▶ _ENTRIES SUPPLIED_
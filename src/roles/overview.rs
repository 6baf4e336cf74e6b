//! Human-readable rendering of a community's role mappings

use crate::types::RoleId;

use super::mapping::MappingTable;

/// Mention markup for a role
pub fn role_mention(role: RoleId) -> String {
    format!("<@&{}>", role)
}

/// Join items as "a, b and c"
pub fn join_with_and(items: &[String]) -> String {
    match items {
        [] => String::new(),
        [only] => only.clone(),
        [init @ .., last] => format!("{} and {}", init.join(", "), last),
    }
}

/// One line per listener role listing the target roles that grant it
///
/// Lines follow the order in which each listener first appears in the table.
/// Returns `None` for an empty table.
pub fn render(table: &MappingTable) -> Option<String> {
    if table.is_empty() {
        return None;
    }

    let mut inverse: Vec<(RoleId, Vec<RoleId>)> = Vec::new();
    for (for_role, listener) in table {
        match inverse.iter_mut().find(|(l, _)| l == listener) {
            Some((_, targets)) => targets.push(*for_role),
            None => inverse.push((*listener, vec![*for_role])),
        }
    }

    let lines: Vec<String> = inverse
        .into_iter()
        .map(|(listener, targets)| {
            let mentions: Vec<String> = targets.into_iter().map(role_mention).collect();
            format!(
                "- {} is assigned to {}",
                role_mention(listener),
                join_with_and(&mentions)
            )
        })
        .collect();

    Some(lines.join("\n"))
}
* * *
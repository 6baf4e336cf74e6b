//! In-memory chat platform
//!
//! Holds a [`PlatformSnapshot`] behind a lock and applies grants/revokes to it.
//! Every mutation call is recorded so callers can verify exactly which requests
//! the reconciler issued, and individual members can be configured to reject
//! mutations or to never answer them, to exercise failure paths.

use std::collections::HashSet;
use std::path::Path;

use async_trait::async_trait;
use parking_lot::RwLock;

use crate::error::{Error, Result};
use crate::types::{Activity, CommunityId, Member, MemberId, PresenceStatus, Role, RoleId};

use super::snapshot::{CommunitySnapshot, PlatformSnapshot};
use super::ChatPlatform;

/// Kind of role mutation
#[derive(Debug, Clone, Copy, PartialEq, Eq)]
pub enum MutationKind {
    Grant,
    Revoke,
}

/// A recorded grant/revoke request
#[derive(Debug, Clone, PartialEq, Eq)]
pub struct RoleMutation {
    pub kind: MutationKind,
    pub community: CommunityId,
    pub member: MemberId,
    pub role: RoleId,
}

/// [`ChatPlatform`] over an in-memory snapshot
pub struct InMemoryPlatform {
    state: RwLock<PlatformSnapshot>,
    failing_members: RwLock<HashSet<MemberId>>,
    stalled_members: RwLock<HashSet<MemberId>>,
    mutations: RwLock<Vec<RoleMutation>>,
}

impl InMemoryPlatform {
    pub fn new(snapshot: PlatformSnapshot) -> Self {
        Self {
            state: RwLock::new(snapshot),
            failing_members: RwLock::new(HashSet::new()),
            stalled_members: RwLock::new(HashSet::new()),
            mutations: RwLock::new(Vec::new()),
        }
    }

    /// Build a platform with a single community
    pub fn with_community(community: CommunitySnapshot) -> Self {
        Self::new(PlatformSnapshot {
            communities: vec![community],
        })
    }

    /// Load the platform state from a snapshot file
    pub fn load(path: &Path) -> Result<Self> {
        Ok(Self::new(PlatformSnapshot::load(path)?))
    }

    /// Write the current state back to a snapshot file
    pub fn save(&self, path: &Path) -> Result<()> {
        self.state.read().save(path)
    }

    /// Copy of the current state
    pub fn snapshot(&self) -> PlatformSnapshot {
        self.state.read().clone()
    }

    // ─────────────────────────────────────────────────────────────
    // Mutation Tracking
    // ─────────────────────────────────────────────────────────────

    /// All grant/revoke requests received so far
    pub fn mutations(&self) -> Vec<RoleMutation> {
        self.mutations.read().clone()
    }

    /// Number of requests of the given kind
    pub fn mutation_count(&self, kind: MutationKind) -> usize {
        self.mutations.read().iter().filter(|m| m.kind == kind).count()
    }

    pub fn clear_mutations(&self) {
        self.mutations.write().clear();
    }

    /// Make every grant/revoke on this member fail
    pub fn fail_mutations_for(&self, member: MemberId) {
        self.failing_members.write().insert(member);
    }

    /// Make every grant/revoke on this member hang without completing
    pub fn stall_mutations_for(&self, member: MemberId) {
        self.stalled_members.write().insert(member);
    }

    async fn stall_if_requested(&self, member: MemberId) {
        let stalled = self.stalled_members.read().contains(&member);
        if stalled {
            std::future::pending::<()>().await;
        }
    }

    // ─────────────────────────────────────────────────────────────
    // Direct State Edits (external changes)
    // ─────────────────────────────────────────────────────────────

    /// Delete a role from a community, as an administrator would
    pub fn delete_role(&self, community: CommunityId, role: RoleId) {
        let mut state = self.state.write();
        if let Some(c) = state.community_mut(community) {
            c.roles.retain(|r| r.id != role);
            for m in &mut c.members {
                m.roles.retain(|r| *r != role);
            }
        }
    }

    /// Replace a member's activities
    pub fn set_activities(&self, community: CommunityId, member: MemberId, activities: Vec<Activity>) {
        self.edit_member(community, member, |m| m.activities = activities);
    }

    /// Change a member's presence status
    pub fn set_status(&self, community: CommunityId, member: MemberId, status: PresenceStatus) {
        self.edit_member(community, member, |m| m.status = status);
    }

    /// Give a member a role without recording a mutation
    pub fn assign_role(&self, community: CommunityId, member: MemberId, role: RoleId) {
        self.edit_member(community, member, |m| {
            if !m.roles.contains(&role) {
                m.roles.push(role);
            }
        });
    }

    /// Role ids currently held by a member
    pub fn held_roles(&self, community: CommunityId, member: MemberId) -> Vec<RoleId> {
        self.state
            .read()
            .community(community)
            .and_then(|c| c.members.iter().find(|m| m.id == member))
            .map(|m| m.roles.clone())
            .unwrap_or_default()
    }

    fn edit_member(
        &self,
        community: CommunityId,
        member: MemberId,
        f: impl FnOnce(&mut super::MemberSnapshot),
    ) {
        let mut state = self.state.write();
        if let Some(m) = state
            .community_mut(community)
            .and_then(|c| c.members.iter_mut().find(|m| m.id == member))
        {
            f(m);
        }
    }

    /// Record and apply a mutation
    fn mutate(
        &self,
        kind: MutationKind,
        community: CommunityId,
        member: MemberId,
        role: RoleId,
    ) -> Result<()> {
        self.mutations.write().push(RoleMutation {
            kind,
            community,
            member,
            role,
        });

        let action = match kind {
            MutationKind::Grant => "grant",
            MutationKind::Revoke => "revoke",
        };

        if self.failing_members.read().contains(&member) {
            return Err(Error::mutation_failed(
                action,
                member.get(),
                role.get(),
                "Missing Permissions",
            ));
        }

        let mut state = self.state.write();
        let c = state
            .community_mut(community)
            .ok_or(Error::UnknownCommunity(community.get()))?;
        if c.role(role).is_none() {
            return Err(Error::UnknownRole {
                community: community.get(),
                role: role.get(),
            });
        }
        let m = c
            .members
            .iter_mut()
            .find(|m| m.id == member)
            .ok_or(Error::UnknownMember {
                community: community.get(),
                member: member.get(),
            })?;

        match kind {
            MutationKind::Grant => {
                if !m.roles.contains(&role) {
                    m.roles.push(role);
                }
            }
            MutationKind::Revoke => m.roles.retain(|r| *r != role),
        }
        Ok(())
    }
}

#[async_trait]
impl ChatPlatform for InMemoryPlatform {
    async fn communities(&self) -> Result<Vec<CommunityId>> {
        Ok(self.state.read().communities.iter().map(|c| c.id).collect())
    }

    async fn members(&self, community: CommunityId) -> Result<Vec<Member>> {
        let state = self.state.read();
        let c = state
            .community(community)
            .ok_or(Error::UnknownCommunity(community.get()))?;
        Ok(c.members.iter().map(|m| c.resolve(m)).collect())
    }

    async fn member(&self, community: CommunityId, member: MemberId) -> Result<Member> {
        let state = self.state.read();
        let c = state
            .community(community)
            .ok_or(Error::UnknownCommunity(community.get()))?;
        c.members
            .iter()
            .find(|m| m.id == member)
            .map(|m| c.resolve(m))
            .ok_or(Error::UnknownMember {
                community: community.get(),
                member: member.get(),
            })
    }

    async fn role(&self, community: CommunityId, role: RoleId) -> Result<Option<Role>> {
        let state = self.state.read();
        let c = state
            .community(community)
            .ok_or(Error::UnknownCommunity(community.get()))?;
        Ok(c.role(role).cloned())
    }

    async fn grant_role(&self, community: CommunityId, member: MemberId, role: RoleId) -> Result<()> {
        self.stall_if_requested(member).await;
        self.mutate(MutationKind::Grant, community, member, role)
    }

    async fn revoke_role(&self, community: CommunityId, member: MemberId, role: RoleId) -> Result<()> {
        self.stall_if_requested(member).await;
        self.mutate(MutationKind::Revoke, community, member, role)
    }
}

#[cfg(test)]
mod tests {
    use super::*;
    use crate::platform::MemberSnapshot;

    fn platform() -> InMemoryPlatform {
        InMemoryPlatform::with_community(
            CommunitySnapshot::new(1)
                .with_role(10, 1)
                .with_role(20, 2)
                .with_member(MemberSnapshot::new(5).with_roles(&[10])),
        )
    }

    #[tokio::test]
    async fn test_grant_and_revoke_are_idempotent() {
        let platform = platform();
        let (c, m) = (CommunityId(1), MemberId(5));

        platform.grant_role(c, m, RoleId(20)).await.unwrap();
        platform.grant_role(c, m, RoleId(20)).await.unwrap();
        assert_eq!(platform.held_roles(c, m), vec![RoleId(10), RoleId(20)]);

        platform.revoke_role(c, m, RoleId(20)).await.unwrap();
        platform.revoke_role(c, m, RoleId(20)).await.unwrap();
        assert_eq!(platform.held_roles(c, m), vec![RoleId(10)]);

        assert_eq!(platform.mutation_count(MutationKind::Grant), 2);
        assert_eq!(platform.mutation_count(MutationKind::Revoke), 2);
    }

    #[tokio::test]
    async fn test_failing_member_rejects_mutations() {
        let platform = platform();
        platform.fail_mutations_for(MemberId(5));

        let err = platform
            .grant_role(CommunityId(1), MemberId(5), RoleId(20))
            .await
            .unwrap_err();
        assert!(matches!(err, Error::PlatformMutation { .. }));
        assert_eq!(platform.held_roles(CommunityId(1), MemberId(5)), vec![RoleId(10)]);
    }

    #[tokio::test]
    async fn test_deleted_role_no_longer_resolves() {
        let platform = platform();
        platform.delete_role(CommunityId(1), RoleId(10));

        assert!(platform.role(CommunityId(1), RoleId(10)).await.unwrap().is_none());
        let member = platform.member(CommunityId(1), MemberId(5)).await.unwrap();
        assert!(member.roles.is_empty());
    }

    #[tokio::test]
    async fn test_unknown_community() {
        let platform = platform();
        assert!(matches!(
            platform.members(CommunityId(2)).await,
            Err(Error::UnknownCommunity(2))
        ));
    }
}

▶ _WHAT TO WORK ON_
Search the data above for the string "impl" and return every line that has it.

▶ _RESULT OF THE TASK_
impl InMemoryPlatform {
        f: impl FnOnce(&mut super::MemberSnapshot),
impl ChatPlatform for InMemoryPlatform {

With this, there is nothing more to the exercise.